### Task statement
Scan the entries for the word "BookshowLogger". Every line that has it should be copied.

Information shown START

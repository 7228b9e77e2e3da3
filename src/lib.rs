//! Bookshow - terminal client for the Google Books catalog
//!
//! Live search with a debounced input, one catalog fetch per committed
//! query, and a paginated card grid over the normalized results.
//!
//! # Features
//!
//! - **Live Search**: keystrokes settle for 300 ms before one catalog query
//!   is issued for the trimmed term
//! - **Normalized Records**: every optional upstream field is substituted
//!   with a fixed sentinel so cards always render completely
//! - **Placeholder Fallback**: failed or empty fetches render a fixed-size
//!   placeholder grid instead of an error
//! - **Pagination**: 6 cards per page with previous/next/jump navigation
//! - **Export**: write the normalized working list as JSON
//!
//! # Example
//!
//! ```no_run
//! use bookshow::{CatalogClient, Pager};
//!
//! fn main() -> bookshow::Result<()> {
//!     let client = CatalogClient::new(None)?;
//!     let records = client.search("the rust programming language")?;
//!
//!     let pager = Pager::new(records.len());
//!     for book in pager.page_slice(&records) {
//!         println!("{} — {} ({})", book.title, book.authors, book.rating_display());
//!     }
//!
//!     Ok(())
//! }
//! ```

pub mod catalog;
pub mod error;
pub mod logging;
pub mod pager;
pub mod state;
pub mod tui;

// Re-export main types
pub use catalog::{
    placeholder_image_uri, placeholder_list, BookRecord, CardRecord, CatalogClient, MAX_RESULTS,
};
pub use error::{BookshowError, Result};
pub use pager::{Pager, PAGE_SIZE};
pub use state::{Effect, FetchPhase, PageNav, Session, SessionEvent};

/// Library version
pub const VERSION: &str = env!("CARGO_PKG_VERSION");

/// Query issued at startup before the user has typed anything.
pub const DEFAULT_QUERY: &str = "best sellers";

/// Application configuration
#[derive(Debug, Clone)]
pub struct AppConfig {
    /// Catalog API key; the request omits the `key` parameter when absent.
    pub api_key: Option<String>,
    /// Query the browse view issues on startup.
    pub initial_query: String,
}

impl Default for AppConfig {
    fn default() -> Self {
        Self {
            api_key: None,
            initial_query: DEFAULT_QUERY.to_string(),
        }
    }
}

impl AppConfig {
    /// Resolve the API key from an explicit flag or the environment.
    pub fn resolve_key(flag: Option<String>) -> Option<String> {
        flag.or_else(|| std::env::var("BOOKSHOW_API_KEY").ok())
            .filter(|k| !k.is_empty())
    }
}
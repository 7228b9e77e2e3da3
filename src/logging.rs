//! Diagnostic logging for Bookshow
//!
//! The TUI owns the terminal, so diagnostics go to a log file next to the
//! executable instead of stderr. Level is controlled by the `BOOKSHOW_LOG`
//! environment variable (`debug`, `info`, `warn`, `error`; default `info`).

use std::fs::{File, OpenOptions};
use std::io::Write;
use std::path::PathBuf;
use std::sync::{Mutex, OnceLock};
use std::time::SystemTime;

/// Global logger instance
static LOGGER: OnceLock<Mutex<BookshowLogger>> = OnceLock::new();

/// Log levels
#[derive(Debug, Clone, Copy, PartialEq, Eq, PartialOrd, Ord)]
pub enum LogLevel {
    Debug,
    Info,
    Warn,
    Error,
}

impl std::fmt::Display for LogLevel {
    fn fmt(&self, f: &mut std::fmt::Formatter<'_>) -> std::fmt::Result {
        match self {
            LogLevel::Debug => write!(f, "DEBUG"),
            LogLevel::Info => write!(f, "INFO"),
            LogLevel::Warn => write!(f, "WARN"),
            LogLevel::Error => write!(f, "ERROR"),
        }
    }
}

fn level_from_env() -> LogLevel {
    match std::env::var("BOOKSHOW_LOG").as_deref() {
        Ok("debug") => LogLevel::Debug,
        Ok("warn") => LogLevel::Warn,
        Ok("error") => LogLevel::Error,
        _ => LogLevel::Info,
    }
}

/// Main logger struct
pub struct BookshowLogger {
    file: Option<File>,
    min_level: LogLevel,
}

impl BookshowLogger {
    fn new() -> Self {
        let log_path = Self::log_path();
        let file = OpenOptions::new()
            .create(true)
            .write(true)
            .truncate(true) // Start fresh each run
            .open(&log_path)
            .ok();

        Self {
            file,
            min_level: level_from_env(),
        }
    }

    /// Log file path (same directory as the executable)
    fn log_path() -> PathBuf {
        std::env::current_exe()
            .ok()
            .and_then(|p| p.parent().map(|p| p.to_path_buf()))
            .unwrap_or_else(|| PathBuf::from("."))
            .join("bookshow.log")
    }

    fn log(&mut self, level: LogLevel, module: &str, message: &str) {
        if level < self.min_level {
            return;
        }

        let timestamp = SystemTime::now()
            .duration_since(SystemTime::UNIX_EPOCH)
            .map(|d| d.as_millis())
            .unwrap_or(0);

        let entry = format!(
            "[{:013}] [{:5}] [{}] {}\n",
            timestamp, level, module, message
        );

        if let Some(ref mut file) = self.file {
            let _ = file.write_all(entry.as_bytes());
            let _ = file.flush();
        }
    }
}

/// Initialize the global logger
pub fn init() {
    let _ = LOGGER.set(Mutex::new(BookshowLogger::new()));
}

fn log(level: LogLevel, module: &str, message: &str) {
    if let Some(logger) = LOGGER.get() {
        if let Ok(mut l) = logger.lock() {
            l.log(level, module, message);
        }
    }
}

pub fn debug(module: &str, message: &str) {
    log(LogLevel::Debug, module, message);
}

pub fn info(module: &str, message: &str) {
    log(LogLevel::Info, module, message);
}

pub fn warn(module: &str, message: &str) {
    log(LogLevel::Warn, module, message);
}

pub fn error(module: &str, message: &str) {
    log(LogLevel::Error, module, message);
}
//! Search input state with quiet-period commit
//!
//! The raw term updates on every keystroke; every edit restarts the quiet
//! timer. Once the term has been stable for [`DEBOUNCE`], the trimmed value
//! is committed — unless it is empty or identical to the previous commit,
//! in which case it is dropped silently and the prior results stay up.
//! Time is passed in by the caller so the commit logic is testable.

use std::time::{Duration, Instant};

/// Quiet interval before a raw term is committed.
pub const DEBOUNCE: Duration = Duration::from_millis(300);

pub struct SearchState {
    pub query: String,
    pub cursor_pos: usize,
    pub focused: bool,
    pending_since: Option<Instant>,
    last_committed: String,
}

impl Default for SearchState {
    fn default() -> Self {
        Self {
            query: String::new(),
            cursor_pos: 0,
            focused: true,
            pending_since: None,
            last_committed: String::new(),
        }
    }
}

impl SearchState {
    /// Restart the quiet timer; called on every edit.
    fn touch(&mut self, now: Instant) {
        self.pending_since = Some(now);
    }

    /// Commit the raw term if it has been quiet long enough. Returns the
    /// committed term at most once per settled edit burst.
    pub fn poll_commit(&mut self, now: Instant) -> Option<String> {
        let since = self.pending_since?;
        if now.duration_since(since) < DEBOUNCE {
            return None;
        }
        self.pending_since = None;

        let term = self.query.trim();
        if term.is_empty() || term == self.last_committed {
            return None;
        }
        self.last_committed = term.to_string();
        Some(self.last_committed.clone())
    }

    pub fn insert_char(&mut self, c: char, now: Instant) {
        self.query.insert(self.cursor_pos, c);
        self.cursor_pos += c.len_utf8();
        self.touch(now);
    }

    pub fn backspace(&mut self, now: Instant) {
        if self.cursor_pos > 0 {
            let prev = self.query[..self.cursor_pos]
                .char_indices()
                .last()
                .map(|(i, _)| i)
                .unwrap_or(0);
            self.query.remove(prev);
            self.cursor_pos = prev;
            self.touch(now);
        }
    }

    pub fn delete(&mut self, now: Instant) {
        if self.cursor_pos < self.query.len() {
            self.query.remove(self.cursor_pos);
            self.touch(now);
        }
    }

    pub fn clear(&mut self, now: Instant) {
        self.query.clear();
        self.cursor_pos = 0;
        self.touch(now);
    }

    pub fn cursor_left(&mut self) {
        if self.cursor_pos > 0 {
            let prev = self.query[..self.cursor_pos]
                .char_indices()
                .last()
                .map(|(i, _)| i)
                .unwrap_or(0);
            self.cursor_pos = prev;
        }
    }

    pub fn cursor_right(&mut self) {
        if self.cursor_pos < self.query.len() {
            let next = self.query[self.cursor_pos..]
                .char_indices()
                .nth(1)
                .map(|(i, _)| self.cursor_pos + i)
                .unwrap_or(self.query.len());
            self.cursor_pos = next;
        }
    }

    pub fn cursor_home(&mut self) {
        self.cursor_pos = 0;
    }

    pub fn cursor_end(&mut self) {
        self.cursor_pos = self.query.len();
    }
}

#[cfg(test)]
mod tests {
    use super::*;

    #[test]
    fn rapid_keystrokes_commit_once() {
        let mut search = SearchState::default();
        let start = Instant::now();

        search.insert_char('a', start);
        assert_eq!(search.poll_commit(start + Duration::from_millis(100)), None);

        search.insert_char('b', start + Duration::from_millis(100));
        assert_eq!(search.poll_commit(start + Duration::from_millis(200)), None);

        search.insert_char('c', start + Duration::from_millis(200));
        assert_eq!(search.poll_commit(start + Duration::from_millis(400)), None);

        // 300 ms after the last keystroke the settled term commits, once.
        let settle = start + Duration::from_millis(500);
        assert_eq!(search.poll_commit(settle), Some("abc".to_string()));
        assert_eq!(search.poll_commit(settle + Duration::from_millis(50)), None);
    }

    #[test]
    fn whitespace_only_term_is_dropped() {
        let mut search = SearchState::default();
        let start = Instant::now();
        search.insert_char(' ', start);
        search.insert_char(' ', start);
        assert_eq!(search.poll_commit(start + DEBOUNCE), None);
    }

    #[test]
    fn clearing_after_commit_does_not_recommit_empty() {
        let mut search = SearchState::default();
        let start = Instant::now();
        search.insert_char('x', start);
        assert_eq!(search.poll_commit(start + DEBOUNCE), Some("x".to_string()));

        search.clear(start + DEBOUNCE);
        assert_eq!(search.poll_commit(start + DEBOUNCE * 2), None);
    }

    #[test]
    fn unchanged_term_is_not_recommitted() {
        let mut search = SearchState::default();
        let start = Instant::now();
        search.insert_char('a', start);
        assert_eq!(search.poll_commit(start + DEBOUNCE), Some("a".to_string()));

        // Append and delete: the settled term equals the last commit.
        search.insert_char('b', start + DEBOUNCE);
        search.backspace(start + DEBOUNCE);
        assert_eq!(search.poll_commit(start + DEBOUNCE * 3), None);
    }

    #[test]
    fn committed_term_is_trimmed() {
        let mut search = SearchState::default();
        let start = Instant::now();
        for c in "  dune ".chars() {
            search.insert_char(c, start);
        }
        assert_eq!(
            search.poll_commit(start + DEBOUNCE),
            Some("dune".to_string())
        );
    }

    #[test]
    fn cursor_editing_respects_char_boundaries() {
        let mut search = SearchState::default();
        let now = Instant::now();
        search.insert_char('é', now);
        search.insert_char('x', now);
        search.cursor_left();
        search.cursor_left();
        assert_eq!(search.cursor_pos, 0);
        search.cursor_right();
        assert_eq!(search.cursor_pos, 'é'.len_utf8());
        search.backspace(now);
        assert_eq!(search.query, "x");
    }
}
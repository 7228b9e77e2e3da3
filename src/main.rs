//! Bookshow CLI
//!
//! Interactive catalog browser plus one-shot search and export commands.

use bookshow::{AppConfig, BookshowError, CatalogClient, DEFAULT_QUERY};
use clap::{Parser, Subcommand};
use console::style;
use crossterm::execute;
use crossterm::terminal::{
    disable_raw_mode, enable_raw_mode, EnterAlternateScreen, LeaveAlternateScreen,
};
use indicatif::HumanDuration;
use ratatui::prelude::*;
use std::io::Write;
use std::time::Instant;

/// Bookshow - browse a public book catalog from the terminal
///
/// Searches the Google Books volumes endpoint and renders results as a
/// paginated card grid.
#[derive(Parser)]
#[command(name = "bookshow")]
#[command(author = "Bookshow Contributors")]
#[command(version)]
#[command(about = "Terminal book catalog browser", long_about = None)]
struct Cli {
    #[command(subcommand)]
    command: Option<Commands>,
}

#[derive(Subcommand)]
enum Commands {
    /// Browse the catalog interactively with live search
    Browse {
        /// Query issued before any input (default: "best sellers")
        #[arg(short, long)]
        query: Option<String>,

        /// Catalog API key (falls back to BOOKSHOW_API_KEY)
        #[arg(short, long)]
        key: Option<String>,
    },

    /// Search once and print the normalized results
    Search {
        /// Free-text query
        query: String,

        /// Maximum results to print
        #[arg(short, long, default_value = "10")]
        max: usize,

        /// Catalog API key (falls back to BOOKSHOW_API_KEY)
        #[arg(short, long)]
        key: Option<String>,
    },

    /// Export normalized search results
    Export {
        /// Free-text query
        query: String,

        /// Output file path
        #[arg(short, long)]
        output: String,

        /// Format (json)
        #[arg(short, long, default_value = "json")]
        format: String,

        /// Catalog API key (falls back to BOOKSHOW_API_KEY)
        #[arg(short, long)]
        key: Option<String>,
    },
}

fn main() {
    bookshow::logging::init();
    bookshow::logging::info("MAIN", "Bookshow starting up");

    let cli = Cli::parse();

    let result = match cli.command {
        None => cmd_browse(None, None),
        Some(Commands::Browse { query, key }) => cmd_browse(query, key),
        Some(Commands::Search { query, max, key }) => cmd_search(&query, max, key),
        Some(Commands::Export {
            query,
            output,
            format,
            key,
        }) => cmd_export(&query, &output, &format, key),
    };

    if let Err(e) = result {
        eprintln!("{} {}", style("Error:").red().bold(), e);
        std::process::exit(1);
    }
}

/// Interactive browse command implementation
fn cmd_browse(query: Option<String>, key: Option<String>) -> bookshow::Result<()> {
    let config = AppConfig {
        api_key: AppConfig::resolve_key(key),
        initial_query: query.unwrap_or_else(|| DEFAULT_QUERY.to_string()),
    };

    let client = CatalogClient::new(config.api_key.clone())?;
    let mut app = bookshow::tui::App::new(client, &config.initial_query);

    enable_raw_mode()?;
    let mut stdout = std::io::stdout();
    execute!(stdout, EnterAlternateScreen)?;
    let backend = CrosstermBackend::new(stdout);
    let mut terminal = Terminal::new(backend)?;

    let result = app.run(&mut terminal);

    disable_raw_mode()?;
    execute!(terminal.backend_mut(), LeaveAlternateScreen)?;
    terminal.show_cursor()?;

    result
}

/// One-shot search command implementation
fn cmd_search(query: &str, max_results: usize, key: Option<String>) -> bookshow::Result<()> {
    println!(
        "{} Searching catalog for '{}'",
        style("→").cyan().bold(),
        style(query).yellow()
    );

    let start = Instant::now();
    let client = CatalogClient::new(AppConfig::resolve_key(key))?;
    let records = client.search(query)?;

    println!();
    println!(
        "Found {} results in {}:",
        style(records.len()).green(),
        style(HumanDuration(start.elapsed())).cyan()
    );
    println!();

    for (i, book) in records.iter().take(max_results).enumerate() {
        println!(
            "{:3}. {} {} {}",
            i + 1,
            style(&book.title).cyan().bold(),
            style(format!("by {}", book.authors)).dim(),
            style(format!(
                "[{} | {} pages | {} ratings]",
                book.rating_display(),
                book.page_count_display(),
                book.ratings_count
            ))
            .dim()
        );
        if !book.categories.is_empty() {
            println!("      {}", style(book.category_tags().join(", ")).magenta());
        }
    }

    Ok(())
}

/// Export command implementation
fn cmd_export(query: &str, output: &str, format: &str, key: Option<String>) -> bookshow::Result<()> {
    if format != "json" {
        return Err(BookshowError::UnsupportedFormat(format.to_string()));
    }

    let client = CatalogClient::new(AppConfig::resolve_key(key))?;
    let records = client.search(query)?;

    let exported: Vec<serde_json::Value> = records
        .iter()
        .map(|book| {
            let mut value = serde_json::to_value(book).unwrap_or_default();
            if let Some(map) = value.as_object_mut() {
                // Resolve missing cover art to the generated placeholder.
                map.insert(
                    "coverSource".to_string(),
                    serde_json::Value::String(book.cover_source()),
                );
            }
            value
        })
        .collect();

    let payload = serde_json::json!({
        "query": query,
        "count": records.len(),
        "books": exported,
    });

    let mut file = std::fs::File::create(output)?;
    file.write_all(serde_json::to_string_pretty(&payload)?.as_bytes())?;

    println!(
        "{} Exported {} records to {}",
        style("✓").green().bold(),
        style(records.len()).green(),
        style(output).yellow()
    );

    Ok(())
}
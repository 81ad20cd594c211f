pub mod assessment;
pub mod calibration;
pub mod config;
pub mod error;
pub mod logging;
pub mod pipeline;
pub mod skeleton;
pub mod track;

pub use assessment::{AssessmentEngine, AssessmentResult, AssessmentSummary};
pub use calibration::{compute_floor_frame, FloorFrame};
pub use error::{Error, Result};
pub use skeleton::{Role, SkeletonCatalog, SkeletonDefinition};
pub use track::{KeypointSample, SharedTrackStore, TrackStore};
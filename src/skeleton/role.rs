use serde::{Deserialize, Serialize};

/// ベンダー共通の解剖学的関節ロール
///
/// 各スケルトン定義はこのロールを自分の配列インデックスに対応付ける。
/// 評価コードはロールだけを参照し、生のインデックスには触れない。
#[derive(Debug, Clone, Copy, PartialEq, Eq, Hash, PartialOrd, Ord, Serialize, Deserialize)]
#[serde(rename_all = "snake_case")]
pub enum Role {
    // 体幹
    Pelvis,
    SpineNaval,
    SpineChest,
    Neck,
    // 頭部
    Head,
    Nose,
    LeftEye,
    RightEye,
    LeftEar,
    RightEar,
    // 上肢
    LeftClavicle,
    RightClavicle,
    LeftShoulder,
    RightShoulder,
    LeftElbow,
    RightElbow,
    LeftWrist,
    RightWrist,
    LeftHand,
    RightHand,
    // 下肢
    LeftHip,
    RightHip,
    LeftKnee,
    RightKnee,
    LeftAnkle,
    RightAnkle,
    LeftFoot,
    RightFoot,
    LeftHeel,
    RightHeel,
    LeftToe,
    RightToe,
}

impl Role {
    pub const COUNT: usize = 32;

    pub fn all() -> &'static [Role] {
        use Role::*;
        &[
            Pelvis, SpineNaval, SpineChest, Neck,
            Head, Nose, LeftEye, RightEye, LeftEar, RightEar,
            LeftClavicle, RightClavicle, LeftShoulder, RightShoulder,
            LeftElbow, RightElbow, LeftWrist, RightWrist, LeftHand, RightHand,
            LeftHip, RightHip, LeftKnee, RightKnee, LeftAnkle, RightAnkle,
            LeftFoot, RightFoot, LeftHeel, RightHeel, LeftToe, RightToe,
        ]
    }
}

/// 左右
#[derive(Debug, Clone, Copy, PartialEq, Eq, Hash)]
pub enum Side {
    Left,
    Right,
}

impl Side {
    pub fn both() -> [Side; 2] {
        [Side::Left, Side::Right]
    }

    pub fn shoulder(self) -> Role {
        match self {
            Side::Left => Role::LeftShoulder,
            Side::Right => Role::RightShoulder,
        }
    }

    pub fn elbow(self) -> Role {
        match self {
            Side::Left => Role::LeftElbow,
            Side::Right => Role::RightElbow,
        }
    }

    pub fn wrist(self) -> Role {
        match self {
            Side::Left => Role::LeftWrist,
            Side::Right => Role::RightWrist,
        }
    }
}

#[cfg(test)]
mod tests {
    use super::*;
    use std::collections::HashSet;

    #[test]
    fn test_role_count() {
        assert_eq!(Role::all().len(), Role::COUNT);
        let unique: HashSet<_> = Role::all().iter().collect();
        assert_eq!(unique.len(), Role::COUNT);
    }

    #[test]
    fn test_side_roles() {
        assert_eq!(Side::Left.elbow(), Role::LeftElbow);
        assert_eq!(Side::Right.wrist(), Role::RightWrist);
        assert_eq!(Side::Left.shoulder(), Role::LeftShoulder);
    }
}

Information shown END

### Reply
static LOGGER: OnceLock<Mutex<BookshowLogger>> = OnceLock::new();
pub struct BookshowLogger {
impl BookshowLogger {
    let _ = LOGGER.set(Mutex::new(BookshowLogger::new()));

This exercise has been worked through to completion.